Regular readers know the tyranny of my trading experience means everything looks like an options nail. No judgment if you turn back, but I promise no math.

The Elements Of Value

Let’s re-purpose the concepts of intrinsic and extrinsic value. You were warned.

Intrinsic Value

The financial definition of “intrinsic value” depends on context. In options, it is the amount the contract is in-the-money. The difference between the stock price and the strike price. For an out-of-the-money option, the intrinsic value is zero.

A comparable idea in stock valuation might be book value. That’s the value of a business if you liquidated all its assets today and satisfied its liabilities. It is a simple accounting value of a company. It is unconcerned with the asset’s ability to earn money. If Elon Musk started a THC-infused lemonade stand its book value would be comprised of the street value of the THC syrup, a basket of lemons, and the Martian goblets he’d serve drinks in. Assume he’s the only employee and plans to sell 5 drinks a day on the way to the office out of the back of his cybertruck. Let’s be generous and assume the lemons are organic. The accounting value of this company is like eighty-six bucks. The equity will trade for $11 billion. So book value is $86. Equity value, $11B. If this was like options world, we’d say the intrinsic is $86. That’s what you’d get for the assets today.

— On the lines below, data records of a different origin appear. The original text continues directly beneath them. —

//! Kantan CMS HTTP clients.
//!
//! - [`CmsClient`]: authenticated JSON calls against `{base_url}/v1/api`
//! - [`DocsClient`]: plain-text documentation under `{base_url}/v1/docs`
//!
//! Every call is a single request/response round trip. A status of 400 or
//! above is always a [`CmsError::Http`]; nothing is retried.

pub mod client;
pub mod docs;
pub mod error;

pub use client::{ApiRequest, CmsClient};
pub use docs::DocsClient;
pub use error::{CmsError, CmsResult};

/// `User-Agent` sent with every outbound request.
pub const USER_AGENT: &str = concat!("kantan-cms-mcp/", env!("CARGO_PKG_VERSION"));

/// Builds the HTTP client shared by the CMS-facing components.
///
/// # Errors
///
/// Returns [`CmsError::Client`] if the TLS backend cannot be initialised.
pub fn http_client() -> CmsResult<reqwest::Client> {
    reqwest::Client::builder()
        .user_agent(USER_AGENT)
        .build()
        .map_err(|source| CmsError::Client { source })
}

/// Any status from 400 up, including non-standard codes above 599.
fn is_error_status(status: reqwest::StatusCode) -> bool {
    status.as_u16() >= 400
}

/// Passes a response through unless its status is a client or server error,
/// in which case the body is read into a [`CmsError::Http`].
pub(crate) async fn check_status(
    response: reqwest::Response,
    url: &str,
) -> CmsResult<reqwest::Response> {
    let status = response.status();

    if is_error_status(status) {
        let body = match response.text().await {
            Ok(body) => body,
            Err(e) => {
                tracing::debug!(error = %e, url, "Failed to read error response body");
                String::new()
            }
        };
        tracing::debug!(status = status.as_u16(), url, "Server rejected request");
        return Err(CmsError::Http {
            status: status.as_u16(),
            url: url.to_string(),
            body,
        });
    }

    Ok(response)
}

/// Reads a response body, turning error statuses into [`CmsError::Http`].
pub(crate) async fn read_checked(response: reqwest::Response, url: &str) -> CmsResult<String> {
    check_status(response, url)
        .await?
        .text()
        .await
        .map_err(|e| CmsError::transport(url, e))
}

This is not a helpful use of the term “intrinsic value” because it ignores the earnings power of the assets in the hands of the right operator. In reality, equity is the residual claim on a business once all liabilities have been met. The equity owner has unbounded upside in exchange for being the most subordinate in the cap structure. So equity itself looks like an option.

Luckily, there is a notion of intrinsic value that applies to stocks but is not so conservative that it would lead us to believe that anything Elon Musk tried to do would only be worth $86. We can borrow Warren Buffet’s version of intrinsic. The exact details don’t matter for our purposes (this feels irreverent to say since it’s some investors’ sacred cow, but if I’m not giving away too much, it only gets more irreverent from here. Sorry, not sorry). The gist of it is some measure of a stock’s expected future earnings discounted for risk and time value of money. More compactly, intrinsic value is a company’s earnings power times a multiple.

The key to this definition is that it smushes together a very traditional definition of intrinsic (book) value with a forward-looking estimate of earnings. But it’s a conservative estimate. Nothing that would turn your mood ring red or even get Elon out of bed in the morning.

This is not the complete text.